Although we employed ultrasonography in this study to delineate the superior and inferior borders of the cricothyroid membrane, we caution using it in an emergency “cannot intubate, cannot oxygenate” situation. The use of ultrasonography to locate the cricothyroid membrane requires practice and technical expertise to acquire the correct image and then interpret it properly. Ultrasonography also cannot be used in scenarios where there is subcutaneous air, as anatomical structures distal to the air are not visualized easily using ultrasonography.13-16 Additionally, an ultrasonography machine is not always immediately available in an emergency scenario, and the “boot-up” time may be unacceptably slow. Other steps required for the use of ultrasonography (e.g., gel application, probe selection, image configuration) further delay the cricothyrotomy. In a study involving emergency physicians and 50 patients, localization of the cricothyroid membrane using ultrasonography took a mean of 24.32 sec (SD = 20.18 sec, 95% CI = 18.59 to 30.05 sec).17 A recent small French study involving twelve residents found that identification of the cricothyroid membrane was easier to locate with ultrasonography than with direct palpation in a comparable amount of time.18 The authors of both of these studies did not mention whether they took into account the time required for preparation of the ultrasonography device and other necessary equipment. Therefore, the role of ultrasonography-guided emergency cricothyrotomy remains to be determined.

In the rare scenario where cricothyrotomy is part of the backup airway management plan and there is time to locate the cricothyroid membrane ahead of time, ultrasonography may have a role in locating its borders.

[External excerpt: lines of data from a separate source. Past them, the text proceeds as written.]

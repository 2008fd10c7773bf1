//! The graph store: [`WaypointGraph`], [`Waypoint`] and [`NodeHandle`].

use waygraph_core::Vec3;
use waygraph_paths::{PathFinder, ScratchHints};

use crate::config::GraphConfig;
use crate::pather::Direction;

// ---------------------------------------------------------------------------
// NodeHandle
// ---------------------------------------------------------------------------

/// Opaque reference to a waypoint of one particular build of a graph.
///
/// Every build and every clear invalidates all earlier handles; passing a
/// stale handle to a query is a soft failure, not a panic.
#[derive(Copy, Clone, Debug, PartialEq, Eq, Hash)]
pub struct NodeHandle {
    index: u32,
    generation: u32,
}

/// A directed, weighted connection as seen from one end.
#[derive(Copy, Clone, Debug, PartialEq, Eq)]
pub struct Edge {
    /// The waypoint at the other end.
    pub node: NodeHandle,
    /// Edge weight: distance between the two waypoints at build time.
    pub distance: u32,
}

// ---------------------------------------------------------------------------
// Waypoint
// ---------------------------------------------------------------------------

/// Routing attributes copied from the marker at build time.
#[derive(Copy, Clone, Debug, Default, PartialEq, Eq)]
pub struct WaypointFlags {
    pub enabled: bool,
    pub shortcut: bool,
    pub finish_line: bool,
    pub spawn_point: bool,
}

/// One node of the graph.
///
/// Outgoing ("next") and incoming ("prev") edges are stored as parallel
/// node/weight arrays so they can be handed to the search engine as slices.
#[derive(Clone, Debug)]
pub struct Waypoint {
    pub(crate) marker: usize,
    pub(crate) id: u32,
    pub(crate) next_id: Option<u32>,
    pub(crate) position: Vec3,
    pub(crate) radius: f64,
    pub(crate) flags: WaypointFlags,
    pub(crate) next_nodes: Vec<usize>,
    pub(crate) next_weights: Vec<u32>,
    pub(crate) prev_nodes: Vec<usize>,
    pub(crate) prev_weights: Vec<u32>,
}

impl Waypoint {
    /// Index of the marker this waypoint was built from.
    #[inline]
    pub fn marker(&self) -> usize {
        self.marker
    }

    #[inline]
    pub fn id(&self) -> u32 {
        self.id
    }

    /// The successor id as placed in the map.
    #[inline]
    pub fn next_id(&self) -> Option<u32> {
        self.next_id
    }

    #[inline]
    pub fn position(&self) -> Vec3 {
        self.position
    }

    /// Radius of the influence volume.
    #[inline]
    pub fn radius(&self) -> f64 {
        self.radius
    }

    #[inline]
    pub fn flags(&self) -> WaypointFlags {
        self.flags
    }

    #[inline]
    pub fn is_enabled(&self) -> bool {
        self.flags.enabled
    }

    #[inline]
    pub fn is_shortcut(&self) -> bool {
        self.flags.shortcut
    }

    #[inline]
    pub fn is_finish_line(&self) -> bool {
        self.flags.finish_line
    }

    #[inline]
    pub fn is_spawn_point(&self) -> bool {
        self.flags.spawn_point
    }

    /// Number of edges leaving this waypoint in `direction`.
    #[inline]
    pub fn edge_count(&self, direction: Direction) -> usize {
        self.neighbors(direction).len()
    }

    #[inline]
    pub(crate) fn neighbors(&self, direction: Direction) -> &[usize] {
        match direction {
            Direction::Forward => &self.next_nodes,
            Direction::Reverse => &self.prev_nodes,
        }
    }

    #[inline]
    pub(crate) fn weights(&self, direction: Direction) -> &[u32] {
        match direction {
            Direction::Forward => &self.next_weights,
            Direction::Reverse => &self.prev_weights,
        }
    }
}

// ---------------------------------------------------------------------------
// WaypointGraph
// ---------------------------------------------------------------------------

/// A waypoint graph and everything needed to query it.
///
/// The graph is built wholesale from a marker list with
/// [`build`](Self::build) and replaced entirely by the next build or by
/// [`clear`](Self::clear). Queries that run a search take `&mut self`
/// because they update the pathfinding [`ScratchHints`], which survive
/// rebuilds.
#[derive(Debug, Clone, Default)]
pub struct WaypointGraph {
    pub(crate) config: GraphConfig,
    pub(crate) nodes: Vec<Waypoint>,
    pub(crate) first: Option<usize>,
    pub(crate) finish: Option<usize>,
    pub(crate) circuit_length: u32,
    pub(crate) generation: u32,
    pub(crate) finder: PathFinder,
}

impl WaypointGraph {
    /// Create an empty graph with the default configuration.
    pub fn new() -> Self {
        Self::default()
    }

    /// Create an empty graph from a configuration.
    pub fn with_config(config: GraphConfig) -> Self {
        Self {
            config,
            finder: PathFinder::new(config.scratch),
            ..Self::default()
        }
    }

    #[inline]
    pub fn config(&self) -> &GraphConfig {
        &self.config
    }

    /// Current pathfinding capacity hints.
    #[inline]
    pub fn scratch_hints(&self) -> ScratchHints {
        self.finder.hints()
    }

    /// Drop every node and reset the graph metadata. Scratch hints are kept.
    pub fn clear(&mut self) {
        self.nodes = Vec::new();
        self.first = None;
        self.finish = None;
        self.circuit_length = 0;
        self.generation = self.generation.wrapping_add(1);
    }

    #[inline]
    pub fn is_empty(&self) -> bool {
        self.nodes.is_empty()
    }

    /// Number of waypoints in the graph.
    #[inline]
    pub fn node_count(&self) -> usize {
        self.nodes.len()
    }

    /// The waypoint stored at `index`, or `None` if out of range.
    pub fn node_at(&self, index: usize) -> Option<NodeHandle> {
        if index >= self.nodes.len() {
            log::debug!(
                "node_at: index {index} out of range ({} waypoints)",
                self.nodes.len()
            );
            return None;
        }
        Some(self.handle(index))
    }

    /// Storage index of a waypoint, or `None` for a stale handle.
    pub fn index_of(&self, node: NodeHandle) -> Option<usize> {
        self.resolve(node, "index_of")
    }

    /// Read access to a waypoint.
    pub fn node(&self, node: NodeHandle) -> Option<&Waypoint> {
        let i = self.resolve(node, "node")?;
        Some(&self.nodes[i])
    }

    /// All waypoints with their handles, in storage order.
    pub fn iter(&self) -> impl Iterator<Item = (NodeHandle, &Waypoint)> + '_ {
        self.nodes
            .iter()
            .enumerate()
            .map(move |(i, w)| (self.handle(i), w))
    }

    /// The first waypoint built; flood searches start here.
    pub fn first_node(&self) -> Option<NodeHandle> {
        self.first.map(|i| self.handle(i))
    }

    /// The designated finish-line waypoint.
    pub fn finish_node(&self) -> Option<NodeHandle> {
        self.finish.map(|i| self.handle(i))
    }

    /// Length of the shortest lap from the finish line back to itself, or 0
    /// on sprint tracks and tracks that do not loop.
    #[inline]
    pub fn circuit_length(&self) -> u32 {
        self.circuit_length
    }

    pub fn is_finish_line(&self, node: NodeHandle) -> bool {
        self.node_flag(node, "is_finish_line", Waypoint::is_finish_line)
    }

    pub fn is_shortcut(&self, node: NodeHandle) -> bool {
        self.node_flag(node, "is_shortcut", Waypoint::is_shortcut)
    }

    pub fn is_spawn_point(&self, node: NodeHandle) -> bool {
        self.node_flag(node, "is_spawn_point", Waypoint::is_spawn_point)
    }

    pub fn is_enabled(&self, node: NodeHandle) -> bool {
        self.node_flag(node, "is_enabled", Waypoint::is_enabled)
    }

    /// The waypoint's id, or `None` for a stale handle.
    pub fn id(&self, node: NodeHandle) -> Option<u32> {
        self.resolve(node, "id").map(|i| self.nodes[i].id)
    }

    /// The successor id the waypoint was placed with.
    pub fn next_id(&self, node: NodeHandle) -> Option<u32> {
        self.resolve(node, "next_id")
            .and_then(|i| self.nodes[i].next_id)
    }

    /// Edges leaving `node` in `direction`, in build order.
    pub fn edges(
        &self,
        node: NodeHandle,
        direction: Direction,
    ) -> impl Iterator<Item = Edge> + '_ {
        let (nodes, weights): (&[usize], &[u32]) = match self.resolve(node, "edges") {
            Some(i) => (
                self.nodes[i].neighbors(direction),
                self.nodes[i].weights(direction),
            ),
            None => (&[], &[]),
        };
        nodes.iter().zip(weights).map(move |(&n, &distance)| Edge {
            node: self.handle(n),
            distance,
        })
    }

    /// Enable or disable a waypoint at run time. Returns `false` for a stale
    /// handle.
    pub fn set_enabled(&mut self, node: NodeHandle, enabled: bool) -> bool {
        match self.resolve(node, "set_enabled") {
            Some(i) => {
                self.nodes[i].flags.enabled = enabled;
                true
            }
            None => false,
        }
    }

    /// Move a waypoint after the build. Heuristics and spatial queries see
    /// the new position; edge weights keep their build-time values.
    pub fn move_node(&mut self, node: NodeHandle, position: Vec3) -> bool {
        match self.resolve(node, "move_node") {
            Some(i) => {
                self.nodes[i].position = position;
                true
            }
            None => false,
        }
    }

    // -----------------------------------------------------------------------
    // Handle helpers
    // -----------------------------------------------------------------------

    #[inline]
    pub(crate) fn handle(&self, index: usize) -> NodeHandle {
        NodeHandle {
            index: index as u32,
            generation: self.generation,
        }
    }

    /// Map a handle to a storage index, logging stale handles.
    pub(crate) fn resolve(&self, node: NodeHandle, caller: &str) -> Option<usize> {
        let index = node.index as usize;
        if node.generation != self.generation || index >= self.nodes.len() {
            log::debug!("{caller}: stale or foreign waypoint handle {node:?}");
            return None;
        }
        Some(index)
    }

    fn node_flag(&self, node: NodeHandle, caller: &str, flag: fn(&Waypoint) -> bool) -> bool {
        self.resolve(node, caller)
            .is_some_and(|i| flag(&self.nodes[i]))
    }
}

#[cfg(test)]
mod tests {
    use super::*;
    use waygraph_core::Marker;

    fn square() -> Vec<Marker> {
        vec![
            Marker::new(0, Vec3::new(0.0, 0.0, 0.0)).with_next(1).finish_line(),
            Marker::new(1, Vec3::new(100.0, 0.0, 0.0)).with_next(2).spawn_point(),
            Marker::new(2, Vec3::new(100.0, 100.0, 0.0)).with_next(3).shortcut(),
            Marker::new(3, Vec3::new(0.0, 100.0, 0.0)).with_next(0).disabled(),
        ]
    }

    #[test]
    fn empty_graph_queries() {
        let g = WaypointGraph::new();
        assert!(g.is_empty());
        assert_eq!(g.node_count(), 0);
        assert_eq!(g.node_at(0), None);
        assert_eq!(g.finish_node(), None);
        assert_eq!(g.first_node(), None);
        assert_eq!(g.circuit_length(), 0);
    }

    #[test]
    fn flag_accessors() {
        let mut g = WaypointGraph::new();
        g.build(&square()).unwrap();
        let by_id = |id| g.find_node_by_id(id).unwrap();
        assert!(g.is_finish_line(by_id(0)));
        assert!(g.is_spawn_point(by_id(1)));
        assert!(g.is_shortcut(by_id(2)));
        assert!(!g.is_enabled(by_id(3)));
        assert!(g.is_enabled(by_id(0)));
        assert_eq!(g.id(by_id(2)), Some(2));
        assert_eq!(g.next_id(by_id(3)), Some(0));
    }

    #[test]
    fn index_round_trip() {
        let mut g = WaypointGraph::new();
        g.build(&square()).unwrap();
        for i in 0..g.node_count() {
            let h = g.node_at(i).unwrap();
            assert_eq!(g.index_of(h), Some(i));
        }
        assert_eq!(g.node_at(g.node_count()), None);
    }

    #[test]
    fn stale_handles_are_rejected() {
        let mut g = WaypointGraph::new();
        g.build(&square()).unwrap();
        let h = g.node_at(0).unwrap();
        g.build(&square()).unwrap();
        assert_eq!(g.index_of(h), None);
        assert!(!g.is_finish_line(h));
        assert!(!g.is_enabled(h));
        assert_eq!(g.id(h), None);
        assert_eq!(g.edges(h, Direction::Forward).count(), 0);

        let fresh = g.node_at(0).unwrap();
        g.clear();
        assert_eq!(g.index_of(fresh), None);
        assert!(g.is_empty());
    }

    #[test]
    fn edges_in_both_directions() {
        let mut g = WaypointGraph::new();
        g.build(&square()).unwrap();
        let a = g.find_node_by_id(0).unwrap();
        let b = g.find_node_by_id(1).unwrap();
        let d = g.find_node_by_id(3).unwrap();
        let next: Vec<_> = g.edges(a, Direction::Forward).collect();
        assert_eq!(next, vec![Edge { node: b, distance: 100 }]);
        let prev: Vec<_> = g.edges(a, Direction::Reverse).collect();
        assert_eq!(prev, vec![Edge { node: d, distance: 100 }]);
    }

    #[test]
    fn set_enabled_and_move() {
        let mut g = WaypointGraph::new();
        g.build(&square()).unwrap();
        let d = g.find_node_by_id(3).unwrap();
        assert!(g.set_enabled(d, true));
        assert!(g.is_enabled(d));

        assert!(g.move_node(d, Vec3::new(0.0, 500.0, 0.0)));
        assert_eq!(g.node(d).unwrap().position(), Vec3::new(0.0, 500.0, 0.0));
        // Weights keep their build-time value.
        assert!(g.edges(d, Direction::Forward).all(|e| e.distance == 100));
    }

    #[test]
    fn iterate_with_handles_and_edge_counts() {
        let mut g = WaypointGraph::new();
        g.build(&square()).unwrap();
        let listed: Vec<_> = g.iter().map(|(h, w)| (g.index_of(h), w.id())).collect();
        assert_eq!(listed, vec![(Some(0), 0), (Some(1), 1), (Some(2), 2), (Some(3), 3)]);
        for (_, w) in g.iter() {
            assert_eq!(w.edge_count(Direction::Forward), 1);
            assert_eq!(w.edge_count(Direction::Reverse), 1);
        }
    }

    #[test]
    fn keeps_its_configuration() {
        let config = GraphConfig {
            layout: crate::config::TrackLayout::Sprint,
            scratch: ScratchHints {
                open: 64,
                closed: 512,
                nodes: 512,
            },
        };
        let mut g = WaypointGraph::with_config(config);
        g.build(&square()).unwrap();
        assert_eq!(*g.config(), config);
        assert_eq!(g.circuit_length(), 0);
        assert_eq!(g.scratch_hints().open, 64);
    }

    #[test]
    fn clear_keeps_scratch_hints() {
        let mut g = WaypointGraph::new();
        g.build(&square()).unwrap();
        let hints = g.scratch_hints();
        g.clear();
        assert_eq!(g.scratch_hints(), hints);
    }
}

Additionally, when the locations of the trachea and cricothyroid membrane are not obviously due to neck pathology, ultrasonography may help locate the relevant anatomic structures.19-21

This study has several limitations. Because of the skin folds in obese subjects, it was more difficult to delineate the borders accurately and subsequently to apply the invisible ink. Our data demonstrated that the median [IQR] cricothyroid membrane height was 9.0 [6.5-9.6] mm, which is less than the average cricothyroid membrane height observed by others. One cadaveric study reported it to be 10.4 mm.22 The discrepancy in cricothyroid membrane height may have been due to the ultrasound probe used to visualize the borders. Also, cadaveric measurements may be different from those of live subjects because of postmortem tissue changes and cadaver preparation.

Identification may have been more challenging because attempts were done with the neck of the subject placed in neutral position and without extension. On occasion, participants moved the overlying skin when they made their mark on the subject’s neck, so the mark did not indicate the exact site the participant thought was the centre of the cricothyroid membrane.

In summary, our data confirmed the findings of other studies that anesthesiologists have a low success rate for identifying the cricothyroid membrane. The highest rate for identifying the cricothyroid membrane was in non-obese men. Recently, the Canadian Airway Focus Group recommended that an incision over the cricothyroid membrane could improve the success rate for Seldinger cricothyrotomy. Our study provides support for a 3-cm vertical skin incision over the presumed location of the cricothyroid membrane as it may help with identification during cricothyrotomy if the clinician chooses a percutaneous technique. Future studies are needed to determine the best technique for identifying the cricothyroid membrane.